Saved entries
::::::

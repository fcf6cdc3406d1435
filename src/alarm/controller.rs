//! The alarm state machine.
//!
//! All transitions happen on one owner thread that drains a channel of
//! [`ControllerEvent`]s. Presentation layers enqueue `Start`/`Stop` through an
//! [`AlarmHandle`]; timer threads enqueue `TimerFired`. Because both arrive on
//! the same queue, a fire and a stop are handled strictly one after the other.

use std::ops::ControlFlow;
use std::sync::mpsc::{self, Receiver, Sender};
use std::thread::{self, JoinHandle};

use chrono::{DateTime, Local};
use thiserror::Error;
use tracing::{debug, error, info, warn};

use crate::action::{ActionHandle, ActionRunner, KillError, ReleaseError, SpawnError};
use crate::alarm::model::{AlarmStatus, TIME_FORMAT_EXAMPLE, TimeOfDay, TimeParseError};
use crate::alarm::resolver::{delay_until, resolve};
use crate::alarm::timer::{AlarmTimer, ArmError, TimerId};
use crate::clock::Clock;
use crate::presenter::Presenter;

#[derive(Debug, Error)]
#[error("no local time {time} exists after {now}")]
pub struct ResolveError {
    pub time: TimeOfDay,
    pub now: DateTime<Local>,
}

#[derive(Debug, Error)]
pub enum AlarmError {
    #[error(transparent)]
    TimeParse(#[from] TimeParseError),
    #[error(transparent)]
    Resolve(#[from] ResolveError),
    #[error(transparent)]
    Arm(#[from] ArmError),
    #[error(transparent)]
    Spawn(#[from] SpawnError),
    #[error(transparent)]
    Kill(#[from] KillError),
    #[error(transparent)]
    Release(#[from] ReleaseError),
}

impl AlarmError {
    pub fn title(&self) -> &'static str {
        match self {
            AlarmError::TimeParse(_) => "Invalid time",
            AlarmError::Resolve(_) | AlarmError::Arm(_) => "Could not set alarm",
            AlarmError::Spawn(_) => "Could not run command",
            AlarmError::Kill(_) => "Could not kill command",
            AlarmError::Release(_) => "Could not release command",
        }
    }

    pub fn detail(&self) -> String {
        match self {
            AlarmError::TimeParse(err) => format!(
                "{err}\nMake sure your time is in the form {TIME_FORMAT_EXAMPLE:?} (without quotes)."
            ),
            AlarmError::Kill(err) => format!("{err}\nYou may need to kill it manually."),
            other => other.to_string(),
        }
    }
}

#[derive(Debug)]
pub enum ControllerEvent {
    Start { time: String, command: String },
    Stop,
    TimerFired(TimerId),
    Shutdown,
}

#[derive(Debug)]
pub enum AlarmState {
    Idle,
    Armed {
        fire_at: DateTime<Local>,
        timer: AlarmTimer,
        command: String,
    },
    Firing {
        action: ActionHandle,
    },
}

impl AlarmState {
    pub fn status(&self) -> AlarmStatus {
        match self {
            AlarmState::Idle => AlarmStatus::Idle,
            AlarmState::Armed { .. } => AlarmStatus::Started,
            AlarmState::Firing { .. } => AlarmStatus::Firing,
        }
    }
}

pub struct AlarmController {
    clock: Box<dyn Clock>,
    presenter: Box<dyn Presenter>,
    runner: ActionRunner,
    state: AlarmState,
    events: Sender<ControllerEvent>,
    next_timer_id: u64,
}

impl AlarmController {
    /// The receiver must be drained by whoever drives the controller, either
    /// [`AlarmController::spawn`] or a test calling [`AlarmController::handle`].
    pub fn new(
        clock: Box<dyn Clock>,
        presenter: Box<dyn Presenter>,
        runner: ActionRunner,
    ) -> (Self, Receiver<ControllerEvent>) {
        let (events, receiver) = mpsc::channel();
        let controller = Self {
            clock,
            presenter,
            runner,
            state: AlarmState::Idle,
            events,
            next_timer_id: 0,
        };
        (controller, receiver)
    }

    pub fn state(&self) -> &AlarmState {
        &self.state
    }

    pub fn status(&self) -> AlarmStatus {
        self.state().status()
    }

    /// Moves the controller onto its owner thread.
    pub fn spawn(self, receiver: Receiver<ControllerEvent>) -> std::io::Result<AlarmHandle> {
        let events = self.events.clone();
        let join = thread::Builder::new()
            .name("alarm-controller".to_string())
            .spawn(move || self.run(receiver))?;
        Ok(AlarmHandle {
            events,
            join: Some(join),
        })
    }

    /// Handles events until `Shutdown`. The controller keeps a sender of its
    /// own for timer threads, so the channel never disconnects by itself.
    pub fn run(mut self, receiver: Receiver<ControllerEvent>) {
        for event in receiver.iter() {
            if self.handle(event).is_break() {
                return;
            }
            debug!(status = %self.status(), "event handled");
        }
    }

    pub fn handle(&mut self, event: ControllerEvent) -> ControlFlow<()> {
        match event {
            ControllerEvent::Start { time, command } => {
                let _ = self.start(&time, &command);
            }
            ControllerEvent::Stop => self.stop(),
            ControllerEvent::TimerFired(id) => self.fire(id),
            ControllerEvent::Shutdown => {
                info!("controller shutting down");
                self.stop();
                return ControlFlow::Break(());
            }
        }
        ControlFlow::Continue(())
    }

    /// Retires any previous alarm, then arms a new one. Failures are reported
    /// to the presenter before being returned and leave the controller idle.
    pub fn start(
        &mut self,
        time_text: &str,
        command: &str,
    ) -> Result<DateTime<Local>, AlarmError> {
        self.retire();
        match self.arm(time_text, command) {
            Ok(fire_at) => {
                self.presenter.armed(fire_at);
                self.presenter.status_changed(AlarmStatus::Started);
                Ok(fire_at)
            }
            Err(err) => {
                warn!(time = time_text, "alarm not set: {err}");
                self.report(&err);
                self.presenter.status_changed(AlarmStatus::Idle);
                Err(err)
            }
        }
    }

    pub fn stop(&mut self) {
        self.retire();
        self.presenter.status_changed(AlarmStatus::Idle);
    }

    pub fn fire(&mut self, id: TimerId) {
        let armed_id = match &self.state {
            AlarmState::Armed { timer, .. } => Some(timer.id()),
            _ => None,
        };
        if armed_id != Some(id) {
            debug!(timer = %id, "ignoring notification from a retired timer");
            return;
        }

        let AlarmState::Armed { command, .. } =
            std::mem::replace(&mut self.state, AlarmState::Idle)
        else {
            return;
        };
        match self.runner.start(&command) {
            Ok(action) => {
                info!(pid = action.pid(), command = %command, "alarm firing");
                self.state = AlarmState::Firing { action };
                self.presenter.status_changed(AlarmStatus::Firing);
            }
            Err(err) => {
                error!("alarm fired but the command did not start: {err}");
                self.report(&AlarmError::from(err));
                self.presenter.status_changed(AlarmStatus::Idle);
            }
        }
    }

    fn arm(&mut self, time_text: &str, command: &str) -> Result<DateTime<Local>, AlarmError> {
        let target: TimeOfDay = time_text.parse()?;
        let now = self.clock.now();
        let fire_at = resolve(&now, target).ok_or(ResolveError { time: target, now })?;
        let delay = delay_until(&now, &fire_at);

        self.next_timer_id += 1;
        let id = TimerId(self.next_timer_id);
        let events = self.events.clone();
        let timer = AlarmTimer::arm(id, delay, move |id| {
            let _ = events.send(ControllerEvent::TimerFired(id));
        })?;

        info!(
            timer = %id,
            fire_at = %fire_at.format("%Y-%m-%d %H:%M:%S"),
            delay_secs = timer.delay().as_secs(),
            "alarm armed"
        );
        self.state = AlarmState::Armed {
            fire_at,
            timer,
            command: command.to_string(),
        };
        Ok(fire_at)
    }

    /// Brings the state back to `Idle`, cancelling or killing whatever was
    /// there. Cleanup failures are reported but never stop the transition.
    fn retire(&mut self) {
        match std::mem::replace(&mut self.state, AlarmState::Idle) {
            AlarmState::Idle => {}
            AlarmState::Armed { mut timer, .. } => {
                if timer.cancel() {
                    info!(timer = %timer.id(), "alarm cancelled");
                } else {
                    debug!(timer = %timer.id(), "alarm already fired, dropping notification");
                }
            }
            AlarmState::Firing { action } => {
                let pid = action.pid();
                info!(pid, command = action.command(), "stopping action");
                let retirement = self.runner.retire(action);
                if let Err(err) = retirement.kill {
                    warn!(pid, "kill failed: {err}");
                    self.report(&AlarmError::from(err));
                }
                match retirement.release {
                    Ok(status) => info!(pid, %status, "action stopped"),
                    Err(err) => {
                        warn!(pid, "release failed: {err}");
                        self.report(&AlarmError::from(err));
                    }
                }
            }
        }
    }

    fn report(&self, err: &AlarmError) {
        self.presenter.error(err.title(), &err.detail());
    }
}

#[derive(Debug, Error)]
#[error("alarm controller is no longer running")]
pub struct ControllerGone;

/// Presentation-side handle to a controller running on its owner thread.
///
/// `start` and `stop` only enqueue work and return immediately. Dropping the
/// handle shuts the controller down, which retires any alarm or action.
pub struct AlarmHandle {
    events: Sender<ControllerEvent>,
    join: Option<JoinHandle<()>>,
}

impl AlarmHandle {
    pub fn start(
        &self,
        time: impl Into<String>,
        command: impl Into<String>,
    ) -> Result<(), ControllerGone> {
        self.send(ControllerEvent::Start {
            time: time.into(),
            command: command.into(),
        })
    }

    pub fn stop(&self) -> Result<(), ControllerGone> {
        self.send(ControllerEvent::Stop)
    }

    pub fn sender(&self) -> Sender<ControllerEvent> {
        self.events.clone()
    }

    pub fn shutdown(mut self) {
        self.shutdown_inner();
    }

    /// Blocks until the owner thread exits; used when nothing else drives
    /// shutdown (headless mode).
    pub fn wait(mut self) {
        if let Some(join) = self.join.take() {
            let _ = join.join();
        }
    }

    fn send(&self, event: ControllerEvent) -> Result<(), ControllerGone> {
        self.events.send(event).map_err(|_| ControllerGone)
    }

    fn shutdown_inner(&mut self) {
        let _ = self.events.send(ControllerEvent::Shutdown);
        if let Some(join) = self.join.take() {
            let _ = join.join();
        }
    }
}

impl Drop for AlarmHandle {
    fn drop(&mut self) {
        self.shutdown_inner();
    }
}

::::::

** Your task **
Among the lines above, count those that include the word "other". Give only the result.

** Answer area **
2